Stored data entries.
//! Explicit session context.
//!
//! Holds the signed-in user, their profile and active subscription, and
//! publishes every change through a watch channel. Callers pass the context
//! to whatever needs it instead of reaching for ambient state.

use crate::access::{self, AccessLevel, GateDecision};
use crate::error::Result;
use crate::identity::{IdentityService, Profile, Session, User};
use crate::row::Row;
use crate::store::{Query, RowStore, PROFILES, SUBSCRIPTIONS};
use crate::validation::{SignInForm, SignUpForm};
use serde::Serialize;
use std::sync::{Arc, Mutex};
use tokio::sync::watch;

#[derive(Debug, Clone, Default, PartialEq, Serialize)]
pub struct AuthState {
    pub user: Option<User>,
    pub profile: Option<Profile>,
    pub subscription: Option<Row>,
}

impl AuthState {
    pub fn role(&self) -> Option<&str> {
        self.profile.as_ref().map(|p| p.role.as_str())
    }

    pub fn is_signed_in(&self) -> bool {
        self.user.is_some()
    }
}

/// Profile row for `user_id`, if one exists.
pub fn load_profile(store: &dyn RowStore, user_id: &str) -> Result<Option<Profile>> {
    let row = store.find_one(&Query::from(PROFILES).eq("id", user_id))?;
    Ok(row.as_ref().and_then(Profile::from_row))
}

/// The user's active subscription row, if any.
pub fn load_subscription(store: &dyn RowStore, user_id: &str) -> Result<Option<Row>> {
    store.find_one(
        &Query::from(SUBSCRIPTIONS)
            .eq("user_id", user_id)
            .eq("status", "active"),
    )
}

pub struct SessionContext {
    identity: Arc<dyn IdentityService>,
    store: Arc<dyn RowStore>,
    token: Mutex<Option<String>>,
    state: watch::Sender<AuthState>,
}

impl SessionContext {
    pub fn new(identity: Arc<dyn IdentityService>, store: Arc<dyn RowStore>) -> Self {
        let (state, _) = watch::channel(AuthState::default());
        Self {
            identity,
            store,
            token: Mutex::new(None),
            state,
        }
    }

    pub fn state(&self) -> AuthState {
        self.state.borrow().clone()
    }

    /// Receiver notified on every sign-in, sign-out and profile reload.
    pub fn subscribe(&self) -> watch::Receiver<AuthState> {
        self.state.subscribe()
    }

    pub fn token(&self) -> Option<String> {
        self.token.lock().ok().and_then(|t| t.clone())
    }

    /// Resume a previously issued session token. An expired token clears the
    /// context and returns `false`.
    pub fn restore(&self, token: &str) -> Result<bool> {
        match self.identity.current_session(token)? {
            Some(session) => {
                self.enter(session);
                Ok(true)
            }
            None => {
                self.clear();
                Ok(false)
            }
        }
    }

    /// Validate locally, then create the account and sign in.
    pub fn sign_up(&self, form: &SignUpForm) -> Result<Session> {
        form.validate().into_result()?;
        let session = self
            .identity
            .sign_up(&form.email, &form.password, &form.full_name)?;
        self.enter(session.clone());
        Ok(session)
    }

    pub fn sign_in(&self, form: &SignInForm) -> Result<Session> {
        form.validate().into_result()?;
        let session = self.identity.sign_in(&form.email, &form.password)?;
        self.enter(session.clone());
        Ok(session)
    }

    pub fn sign_out(&self) -> Result<()> {
        if let Some(token) = self.token() {
            self.identity.sign_out(&token)?;
        }
        self.clear();
        Ok(())
    }

    /// Re-read profile and subscription, e.g. after an upgrade.
    pub fn reload(&self) {
        let user = self.state.borrow().user.clone();
        if let Some(user) = user {
            self.load_user_data(user);
        }
    }

    pub fn level(&self) -> AccessLevel {
        access::level(self.state.borrow().role())
    }

    /// Signed out always fails, whatever the requirement.
    pub fn has_access(&self, required_role: &str) -> bool {
        match self.state.borrow().role() {
            Some(role) => access::has_access(role, required_role),
            None => false,
        }
    }

    pub fn gate(&self, required: AccessLevel) -> GateDecision {
        let state = self.state.borrow();
        if state.user.is_none() {
            return GateDecision::SignInRequired;
        }
        // A signed-in user whose profile has not loaded is treated as base.
        access::gate(Some(state.role().unwrap_or(crate::identity::DEFAULT_ROLE)), required)
    }

    fn enter(&self, session: Session) {
        if let Ok(mut token) = self.token.lock() {
            *token = Some(session.token.clone());
        }
        self.load_user_data(session.user);
    }

    fn load_user_data(&self, user: User) {
        let profile = load_profile(self.store.as_ref(), &user.id).unwrap_or_else(|e| {
            tracing::warn!(user = %user.id, "failed to load profile: {e}");
            None
        });
        let subscription =
            load_subscription(self.store.as_ref(), &user.id).unwrap_or_else(|e| {
                tracing::warn!(user = %user.id, "failed to load subscription: {e}");
                None
            });
        self.state.send_replace(AuthState {
            user: Some(user),
            profile,
            subscription,
        });
    }

    fn clear(&self) {
        if let Ok(mut token) = self.token.lock() {
            *token = None;
        }
        self.state.send_replace(AuthState::default());
    }
}

// ---------------------------------------------------------------------------
// Tests
// ---------------------------------------------------------------------------
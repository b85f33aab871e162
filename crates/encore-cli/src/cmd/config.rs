use crate::output::print_json;
use anyhow::Context;
use clap::Subcommand;
use encore_core::config::{Config, WarnLevel};
use std::path::Path;

#[derive(Subcommand)]
pub enum ConfigSubcommand {
    /// Print the effective config (defaults filled in)
    Show,

    /// Validate the config for common mistakes
    Validate,
}

pub fn run(root: &Path, subcmd: ConfigSubcommand, json: bool) -> anyhow::Result<()> {
    match subcmd {
        ConfigSubcommand::Show => show(root, json),
        ConfigSubcommand::Validate => validate(root, json),
    }
}

fn show(root: &Path, json: bool) -> anyhow::Result<()> {
    let config = Config::load(root).context("failed to load config")?;
    if json {
        print_json(&config)
    } else {
        print!("{}", serde_yaml::to_string(&config)?);
        Ok(())
    }
}

fn validate(root: &Path, json: bool) -> anyhow::Result<()> {
    let config = Config::load(root).context("failed to load config")?;
    let warnings = config.validate();

    if json {
        print_json(&serde_json::json!({ "warnings": warnings }))?;
    } else if warnings.is_empty() {
        println!("Config is valid. No warnings.");
    } else {
        for w in &warnings {
            let prefix = match w.level {
                WarnLevel::Warning => "warning",
                WarnLevel::Error => "error",
            };
            println!("[{prefix}] {}", w.message);
        }
    }

    if warnings.iter().any(|w| w.level == WarnLevel::Error) {
        anyhow::bail!("config validation found errors");
    }
    Ok(())
}
//! Identity service interface and an in-memory provider.

use crate::error::{EncoreError, Result};
use crate::row::Row;
use crate::store::{RowStore, PROFILES};
use chrono::{DateTime, Utc};
use serde::{Deserialize, Serialize};
use sha2::{Digest, Sha256};
use std::collections::HashMap;
use std::sync::{Arc, RwLock};

/// Role every new account starts with.
pub const DEFAULT_ROLE: &str = "subscriber";

// ---------------------------------------------------------------------------
// User / Session / Profile
// ---------------------------------------------------------------------------

#[derive(Debug, Clone, PartialEq, Eq, Serialize, Deserialize)]
pub struct User {
    pub id: String,
    pub email: String,
}

#[derive(Debug, Clone, PartialEq, Eq, Serialize, Deserialize)]
pub struct Session {
    pub token: String,
    pub user: User,
    pub created_at: DateTime<Utc>,
}

#[derive(Debug, Clone, PartialEq, Eq, Serialize, Deserialize)]
pub struct Profile {
    pub id: String,
    #[serde(default)]
    pub email: Option<String>,
    #[serde(default)]
    pub full_name: Option<String>,
    #[serde(default = "default_role")]
    pub role: String,
}

fn default_role() -> String {
    DEFAULT_ROLE.to_string()
}

impl Profile {
    pub fn from_row(row: &Row) -> Option<Profile> {
        serde_json::from_value(row.clone().into_value()).ok()
    }

    pub fn to_row(&self) -> Row {
        let mut row = Row::new().with("id", self.id.clone()).with("role", self.role.clone());
        if let Some(email) = &self.email {
            row.set("email", email.clone());
        }
        if let Some(name) = &self.full_name {
            row.set("full_name", name.clone());
        }
        row
    }
}

// ---------------------------------------------------------------------------
// IdentityService
// ---------------------------------------------------------------------------

pub trait IdentityService: Send + Sync {
    fn sign_up(&self, email: &str, password: &str, display_name: &str) -> Result<Session>;

    fn sign_in(&self, email: &str, password: &str) -> Result<Session>;

    fn sign_out(&self, token: &str) -> Result<()>;

    /// The live session for `token`, or `None` when it has ended.
    fn current_session(&self, token: &str) -> Result<Option<Session>>;
}

// ---------------------------------------------------------------------------
// MemoryIdentity
// ---------------------------------------------------------------------------

struct Account {
    user: User,
    salt: String,
    password_hash: String,
}

/// Accounts and sessions held in process. New sign-ups also get a
/// `user_profiles` row in the backing store with the default role.
pub struct MemoryIdentity {
    store: Arc<dyn RowStore>,
    accounts: RwLock<HashMap<String, Account>>,
    sessions: RwLock<HashMap<String, Session>>,
}

impl MemoryIdentity {
    pub fn new(store: Arc<dyn RowStore>) -> Self {
        Self {
            store,
            accounts: RwLock::new(HashMap::new()),
            sessions: RwLock::new(HashMap::new()),
        }
    }

    fn open_session(&self, user: User) -> Result<Session> {
        let session = Session {
            token: uuid::Uuid::new_v4().simple().to_string(),
            user,
            created_at: Utc::now(),
        };
        self.sessions
            .write()
            .map_err(|_| poisoned())?
            .insert(session.token.clone(), session.clone());
        Ok(session)
    }
}

fn poisoned() -> EncoreError {
    EncoreError::Identity("identity lock poisoned".to_string())
}

fn hash_password(salt: &str, password: &str) -> String {
    let mut hasher = Sha256::new();
    hasher.update(salt.as_bytes());
    hasher.update(password.as_bytes());
    format!("{:x}", hasher.finalize())
}

fn normalize_email(email: &str) -> String {
    email.trim().to_lowercase()
}

impl IdentityService for MemoryIdentity {
    fn sign_up(&self, email: &str, password: &str, display_name: &str) -> Result<Session> {
        let email = normalize_email(email);
        let user = {
            let mut accounts = self.accounts.write().map_err(|_| poisoned())?;
            if accounts.contains_key(&email) {
                return Err(EncoreError::AccountExists(email));
            }
            let user = User {
                id: uuid::Uuid::new_v4().to_string(),
                email: email.clone(),
            };
            let profile = Profile {
                id: user.id.clone(),
                email: Some(email.clone()),
                full_name: Some(display_name.trim().to_string()),
                role: default_role(),
            };
            // The account only exists once its profile row does.
            self.store.insert(PROFILES, profile.to_row())?;

            let salt = uuid::Uuid::new_v4().simple().to_string();
            let password_hash = hash_password(&salt, password);
            accounts.insert(
                email,
                Account {
                    user: user.clone(),
                    salt,
                    password_hash,
                },
            );
            user
        };
        tracing::info!(user = %user.id, "account created");
        self.open_session(user)
    }

    fn sign_in(&self, email: &str, password: &str) -> Result<Session> {
        let email = normalize_email(email);
        let user = {
            let accounts = self.accounts.read().map_err(|_| poisoned())?;
            let account = accounts.get(&email).ok_or(EncoreError::InvalidCredentials)?;
            if hash_password(&account.salt, password) != account.password_hash {
                return Err(EncoreError::InvalidCredentials);
            }
            account.user.clone()
        };
        tracing::debug!(user = %user.id, "signed in");
        self.open_session(user)
    }

    fn sign_out(&self, token: &str) -> Result<()> {
        self.sessions.write().map_err(|_| poisoned())?.remove(token);
        Ok(())
    }

    fn current_session(&self, token: &str) -> Result<Option<Session>> {
        Ok(self
            .sessions
            .read()
            .map_err(|_| poisoned())?
            .get(token)
            .cloned())
    }
}

// ---------------------------------------------------------------------------
// Tests
// ---------------------------------------------------------------------------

TASK INSTRUCTIONS.
Look back at the entries above. Retype the line with "pub struct AuthState", the line with "pub fn sign_up(&self, form: &SignUpForm)", and all lines in between.

RESPONSE FOR THIS EXERCISE.
pub struct AuthState {
    pub user: Option<User>,
    pub profile: Option<Profile>,
    pub subscription: Option<Row>,
}

impl AuthState {
    pub fn role(&self) -> Option<&str> {
        self.profile.as_ref().map(|p| p.role.as_str())
    }

    pub fn is_signed_in(&self) -> bool {
        self.user.is_some()
    }
}

/// Profile row for `user_id`, if one exists.
pub fn load_profile(store: &dyn RowStore, user_id: &str) -> Result<Option<Profile>> {
    let row = store.find_one(&Query::from(PROFILES).eq("id", user_id))?;
    Ok(row.as_ref().and_then(Profile::from_row))
}

/// The user's active subscription row, if any.
pub fn load_subscription(store: &dyn RowStore, user_id: &str) -> Result<Option<Row>> {
    store.find_one(
        &Query::from(SUBSCRIPTIONS)
            .eq("user_id", user_id)
            .eq("status", "active"),
    )
}

pub struct SessionContext {
    identity: Arc<dyn IdentityService>,
    store: Arc<dyn RowStore>,
    token: Mutex<Option<String>>,
    state: watch::Sender<AuthState>,
}

impl SessionContext {
    pub fn new(identity: Arc<dyn IdentityService>, store: Arc<dyn RowStore>) -> Self {
        let (state, _) = watch::channel(AuthState::default());
        Self {
            identity,
            store,
            token: Mutex::new(None),
            state,
        }
    }

    pub fn state(&self) -> AuthState {
        self.state.borrow().clone()
    }

    /// Receiver notified on every sign-in, sign-out and profile reload.
    pub fn subscribe(&self) -> watch::Receiver<AuthState> {
        self.state.subscribe()
    }

    pub fn token(&self) -> Option<String> {
        self.token.lock().ok().and_then(|t| t.clone())
    }

    /// Resume a previously issued session token. An expired token clears the
    /// context and returns `false`.
    pub fn restore(&self, token: &str) -> Result<bool> {
        match self.identity.current_session(token)? {
            Some(session) => {
                self.enter(session);
                Ok(true)
            }
            None => {
                self.clear();
                Ok(false)
            }
        }
    }

    /// Validate locally, then create the account and sign in.
    pub fn sign_up(&self, form: &SignUpForm) -> Result<Session> {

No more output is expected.